A multiresolution image based approach for correction of partial volume effects in emission tomography

Partial volume effects (PVEs) are consequences of the limited spatial resolution in emission tomography. They lead to a loss of signal in tissues of size similar to the point spread function and induce activity spillover between regions. Although PVE can be corrected for by using algorithms that provide the correct radioactivity concentration in a series of regions of interest (ROIs), so far little attention has been given to the possibility of creating improved images as a result of PVE correction. Potential advantages of PVE-corrected images include the ability to accurately delineate functional volumes as well as improving tumour-to-background ratio, resulting in an associated improvement in the analysis of response to therapy studies and diagnostic examinations, respectively. The objective of our study was therefore to develop a methodology for PVE correction not only to enable the accurate recuperation of activity concentrations, but also to generate PVE-corrected images.

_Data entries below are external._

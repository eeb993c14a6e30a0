//! Depth-paced enemy and loot placement

use serde::{Deserialize, Serialize};
use strum::{Display, EnumIter};

use crate::consts::{DEFAULT_FAR_ROOM_FRACTION, DEFAULT_LATE_TIER_CUTOFF, DEFAULT_MID_TIER_CUTOFF};
use crate::error::ConfigError;
use crate::graph::DepthMap;
use crate::grid::{Cell, CellSet};
use crate::rng::LayoutRng;

/// Pacing band for encounter density
#[derive(
    Debug, Clone, Copy, PartialEq, Eq, Hash, PartialOrd, Ord, Serialize, Deserialize, Display,
    EnumIter,
)]
#[serde(rename_all = "snake_case")]
#[strum(serialize_all = "snake_case")]
pub enum Tier {
    Early,
    Mid,
    Late,
    Locked,
}

/// Spawn roll for one tier: `chance` per room, then `min..=max` enemies
#[derive(Debug, Clone, Copy, PartialEq, Serialize, Deserialize)]
pub struct TierSpawn {
    pub chance: f32,
    pub min: u32,
    pub max: u32,
}

impl TierSpawn {
    pub const fn new(chance: f32, min: u32, max: u32) -> Self {
        Self { chance, min, max }
    }
}

/// Tier cutoffs, per-tier rolls and processing order
#[derive(Debug, Clone, PartialEq, Serialize, Deserialize)]
#[serde(default)]
pub struct PacingConfig {
    /// Normalized depth at which `Mid` starts
    pub mid_cutoff: f32,
    /// Normalized depth at which `Late` starts
    pub late_cutoff: f32,
    pub early: TierSpawn,
    pub mid: TierSpawn,
    pub late: TierSpawn,
    pub locked: TierSpawn,
    /// Order in which tiers draw from the shared enemy budget
    pub tier_order: [Tier; 4],
    /// Farthest share of non-special rooms eligible for loot
    pub far_room_fraction: f32,
}

impl Default for PacingConfig {
    fn default() -> Self {
        Self {
            mid_cutoff: DEFAULT_MID_TIER_CUTOFF,
            late_cutoff: DEFAULT_LATE_TIER_CUTOFF,
            early: TierSpawn::new(0.2, 1, 1),
            mid: TierSpawn::new(0.4, 1, 2),
            late: TierSpawn::new(0.6, 1, 2),
            locked: TierSpawn::new(1.0, 2, 3),
            tier_order: [Tier::Early, Tier::Mid, Tier::Late, Tier::Locked],
            far_room_fraction: DEFAULT_FAR_ROOM_FRACTION,
        }
    }
}

impl PacingConfig {
    pub fn spawn(&self, tier: Tier) -> TierSpawn {
        match tier {
            Tier::Early => self.early,
            Tier::Mid => self.mid,
            Tier::Late => self.late,
            Tier::Locked => self.locked,
        }
    }

    /// Tier for an unlocked room at the given normalized depth
    pub fn depth_tier(&self, normalized: f32) -> Tier {
        if normalized < self.mid_cutoff {
            Tier::Early
        } else if normalized < self.late_cutoff {
            Tier::Mid
        } else {
            Tier::Late
        }
    }

    pub fn validate(&self) -> Result<(), ConfigError> {
        let ordered = 0.0 <= self.mid_cutoff
            && self.mid_cutoff <= self.late_cutoff
            && self.late_cutoff <= 1.0;
        if !ordered {
            return Err(ConfigError::TierCutoffs {
                mid: self.mid_cutoff,
                late: self.late_cutoff,
            });
        }
        for (name, spawn) in [
            ("early", self.early),
            ("mid", self.mid),
            ("late", self.late),
            ("locked", self.locked),
        ] {
            if !(0.0..=1.0).contains(&spawn.chance) {
                return Err(ConfigError::InvalidProbability {
                    name,
                    value: spawn.chance,
                });
            }
            if spawn.min > spawn.max {
                return Err(ConfigError::InvertedRange {
                    name,
                    min: spawn.min,
                    max: spawn.max,
                });
            }
        }
        for (i, tier) in self.tier_order.iter().enumerate() {
            if self.tier_order[..i].contains(tier) {
                return Err(ConfigError::DuplicateTier(tier.to_string()));
            }
        }
        if !(0.0..=1.0).contains(&self.far_room_fraction) {
            return Err(ConfigError::InvalidProbability {
                name: "far_room_fraction",
                value: self.far_room_fraction,
            });
        }
        Ok(())
    }
}

/// Spawns placed in one room
#[derive(Debug, Clone, Copy, PartialEq, Eq, Serialize, Deserialize)]
pub struct RoomSpawns {
    pub cell: Cell,
    pub tier: Option<Tier>,
    pub enemies: u32,
    pub treasure: u32,
}

impl RoomSpawns {
    pub fn is_empty(&self) -> bool {
        self.enemies == 0 && self.treasure == 0
    }
}

/// Per-room tiers and spawn counts
#[derive(Debug, Clone, Default, PartialEq, Eq, Serialize, Deserialize)]
pub struct EncounterPlan {
    /// Every room in growth order
    pub rooms: Vec<RoomSpawns>,
}

impl EncounterPlan {
    pub fn total_enemies(&self) -> u32 {
        self.rooms.iter().map(|r| r.enemies).sum()
    }

    pub fn total_treasure(&self) -> u32 {
        self.rooms.iter().map(|r| r.treasure).sum()
    }

    pub fn get(&self, cell: Cell) -> Option<&RoomSpawns> {
        self.rooms.iter().find(|r| r.cell == cell)
    }

    /// Rooms with at least one spawn
    pub fn occupied_rooms(&self) -> impl Iterator<Item = &RoomSpawns> {
        self.rooms.iter().filter(|r| !r.is_empty())
    }
}

/// Places enemies by depth tier and loot in far rooms
#[derive(Debug, Clone, Copy)]
pub struct EncounterPacer<'a> {
    config: &'a PacingConfig,
    enemy_budget: u32,
    treasure_budget: u32,
}

impl<'a> EncounterPacer<'a> {
    pub fn new(config: &'a PacingConfig, enemy_budget: u32, treasure_budget: u32) -> Self {
        Self {
            config,
            enemy_budget,
            treasure_budget,
        }
    }

    /// Build the encounter plan.
    ///
    /// `special` holds role rooms; they never get tiers or loot. Rooms next
    /// to the origin are left untiered as well.
    pub fn plan(
        &self,
        occupied: &CellSet,
        depths: &DepthMap,
        locked: &CellSet,
        special: &[Cell],
        rng: &mut LayoutRng,
    ) -> EncounterPlan {
        let mut rooms: Vec<RoomSpawns> = occupied
            .iter()
            .map(|cell| RoomSpawns {
                cell,
                tier: self.tier_of(cell, depths, locked, special),
                enemies: 0,
                treasure: 0,
            })
            .collect();

        self.place_enemies(&mut rooms, rng);
        self.place_treasure(&mut rooms, special, rng);

        EncounterPlan { rooms }
    }

    fn tier_of(
        &self,
        cell: Cell,
        depths: &DepthMap,
        locked: &CellSet,
        special: &[Cell],
    ) -> Option<Tier> {
        if cell == Cell::ORIGIN || cell.is_adjacent(Cell::ORIGIN) || special.contains(&cell) {
            return None;
        }
        if locked.contains(cell) {
            return Some(Tier::Locked);
        }
        Some(self.config.depth_tier(depths.normalized(cell).unwrap_or(0.0)))
    }

    fn place_enemies(&self, rooms: &mut [RoomSpawns], rng: &mut LayoutRng) {
        let mut remaining = self.enemy_budget;
        for tier in self.config.tier_order {
            let spawn = self.config.spawn(tier);
            for room in rooms.iter_mut().filter(|r| r.tier == Some(tier)) {
                if remaining == 0 {
                    return;
                }
                if !rng.chance(spawn.chance) {
                    continue;
                }
                let count = rng.range_inclusive(spawn.min, spawn.max).min(remaining);
                room.enemies += count;
                remaining -= count;
            }
        }
    }

    fn place_treasure(&self, rooms: &mut [RoomSpawns], special: &[Cell], rng: &mut LayoutRng) {
        if self.treasure_budget == 0 {
            return;
        }
        let mut far: Vec<usize> = (0..rooms.len())
            .filter(|&i| !special.contains(&rooms[i].cell))
            .collect();
        if far.is_empty() {
            return;
        }
        // Stable sort keeps growth order among equally distant rooms.
        far.sort_by_key(|&i| core::cmp::Reverse(rooms[i].cell.manhattan(Cell::ORIGIN)));
        let count = ((far.len() as f32 * self.config.far_room_fraction).ceil() as usize)
            .clamp(1, far.len());
        far.truncate(count);
        rng.shuffle(&mut far);

        for &i in far.iter().take(self.treasure_budget as usize) {
            rooms[i].treasure = 1;
        }
    }
}

#[cfg(test)]
mod tests {
    use super::*;
    use crate::graph::ConnectionGraph;

    /// Corridor (0,0)..(len-1,0) with its depth map
    fn corridor(len: i32) -> (CellSet, DepthMap) {
        let cells: CellSet = (0..len).map(|x| Cell::new(x, 0)).collect();
        let mut graph = ConnectionGraph::new();
        for x in 0..len - 1 {
            graph.connect(Cell::new(x, 0), Cell::new(x + 1, 0));
        }
        (cells, DepthMap::compute(&graph, Cell::ORIGIN))
    }

    #[test]
    fn test_tiers_by_depth() {
        let (cells, depths) = corridor(11);
        let locked: CellSet = [Cell::new(10, 0)].into_iter().collect();
        let config = PacingConfig::default();
        let pacer = EncounterPacer::new(&config, 0, 0);
        let plan = pacer.plan(&cells, &depths, &locked, &[Cell::ORIGIN], &mut LayoutRng::new(1));

        let tier = |x| plan.get(Cell::new(x, 0)).and_then(|r| r.tier);
        assert_eq!(tier(0), None);
        assert_eq!(tier(1), None);
        assert_eq!(tier(2), Some(Tier::Early));
        assert_eq!(tier(3), Some(Tier::Mid));
        assert_eq!(tier(5), Some(Tier::Mid));
        assert_eq!(tier(6), Some(Tier::Late));
        assert_eq!(tier(10), Some(Tier::Locked));
        assert_eq!(plan.total_enemies(), 0);
    }

    #[test]
    fn test_enemy_budget_cap() {
        let (cells, depths) = corridor(20);
        let locked: CellSet = (15..20).map(|x| Cell::new(x, 0)).collect();
        let config = PacingConfig::default();
        for seed in 0..50 {
            let pacer = EncounterPacer::new(&config, 3, 0);
            let plan = pacer.plan(&cells, &depths, &locked, &[], &mut LayoutRng::new(seed));
            assert!(plan.total_enemies() <= 3, "seed {seed}");
        }
    }

    #[test]
    fn test_locked_first_order_fills_locked_rooms() {
        let (cells, depths) = corridor(20);
        let locked: CellSet = (15..20).map(|x| Cell::new(x, 0)).collect();
        let config = PacingConfig {
            tier_order: [Tier::Locked, Tier::Early, Tier::Mid, Tier::Late],
            ..PacingConfig::default()
        };
        let pacer = EncounterPacer::new(&config, 4, 0);
        let plan = pacer.plan(&cells, &depths, &locked, &[], &mut LayoutRng::new(9));
        // Locked rooms always roll 2..=3 so the budget is spent there.
        let in_locked: u32 = plan
            .rooms
            .iter()
            .filter(|r| r.tier == Some(Tier::Locked))
            .map(|r| r.enemies)
            .sum();
        assert_eq!(in_locked, 4);
        assert_eq!(plan.total_enemies(), 4);
    }

    #[test]
    fn test_treasure_in_far_rooms() {
        let (cells, depths) = corridor(10);
        let config = PacingConfig::default();
        let special = [Cell::ORIGIN, Cell::new(9, 0)];
        for seed in 0..30 {
            let pacer = EncounterPacer::new(&config, 0, 2);
            let mut rng = LayoutRng::new(seed);
            let plan = pacer.plan(&cells, &depths, &CellSet::new(), &special, &mut rng);
            assert_eq!(plan.total_treasure(), 2);
            // Eight eligible rooms, the farthest three are 6, 7 and 8.
            for room in plan.occupied_rooms() {
                assert!((6..=8).contains(&room.cell.x), "seed {seed}: {:?}", room.cell);
                assert_eq!(room.treasure, 1);
            }
        }
    }

    #[test]
    fn test_treasure_budget_exceeds_far_rooms() {
        let (cells, depths) = corridor(3);
        let config = PacingConfig::default();
        let pacer = EncounterPacer::new(&config, 0, 5);
        let mut rng = LayoutRng::new(4);
        let plan = pacer.plan(&cells, &depths, &CellSet::new(), &[Cell::ORIGIN], &mut rng);
        // ceil(2 * 0.3) = 1 far room.
        assert_eq!(plan.total_treasure(), 1);
        assert_eq!(plan.get(Cell::new(2, 0)).map(|r| r.treasure), Some(1));
    }

    #[test]
    fn test_validate() {
        assert!(PacingConfig::default().validate().is_ok());
        let bad = PacingConfig {
            mid: TierSpawn::new(0.5, 3, 1),
            ..PacingConfig::default()
        };
        assert!(matches!(bad.validate(), Err(ConfigError::InvertedRange { name: "mid", .. })));
        let dup = PacingConfig {
            tier_order: [Tier::Early, Tier::Early, Tier::Late, Tier::Locked],
            ..PacingConfig::default()
        };
        assert_eq!(dup.validate(), Err(ConfigError::DuplicateTier("early".into())));
        let cutoffs = PacingConfig {
            mid_cutoff: 0.7,
            ..PacingConfig::default()
        };
        assert!(matches!(cutoffs.validate(), Err(ConfigError::TierCutoffs { .. })));
    }
}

In the multiresolution analysis that we define here, details of a high-resolution image H (MRI or CT) are extracted, transformed and integrated in a low-resolution image L (PET or SPECT). A discrete wavelet transform of both H and L images is performed by using the 'a trous' algorithm, which allows the spatial frequencies (details, edges, textures) to be obtained easily at a level of resolution common to H and L. A model is then inferred to build the lacking details of L from the high-frequency details in H. The process was successfully tested on synthetic and simulated data, proving the ability to obtain accurately corrected images. Quantitative PVE correction was found to be comparable with a method considered as a reference but limited to ROI analyses. Visual improvement and quantitative correction were also obtained in two examples of clinical images, the first using a combined PET/CT scanner with a lymphoma patient and the second using a FDG brain PET and corresponding T1-weighted MRI in an epileptic patient.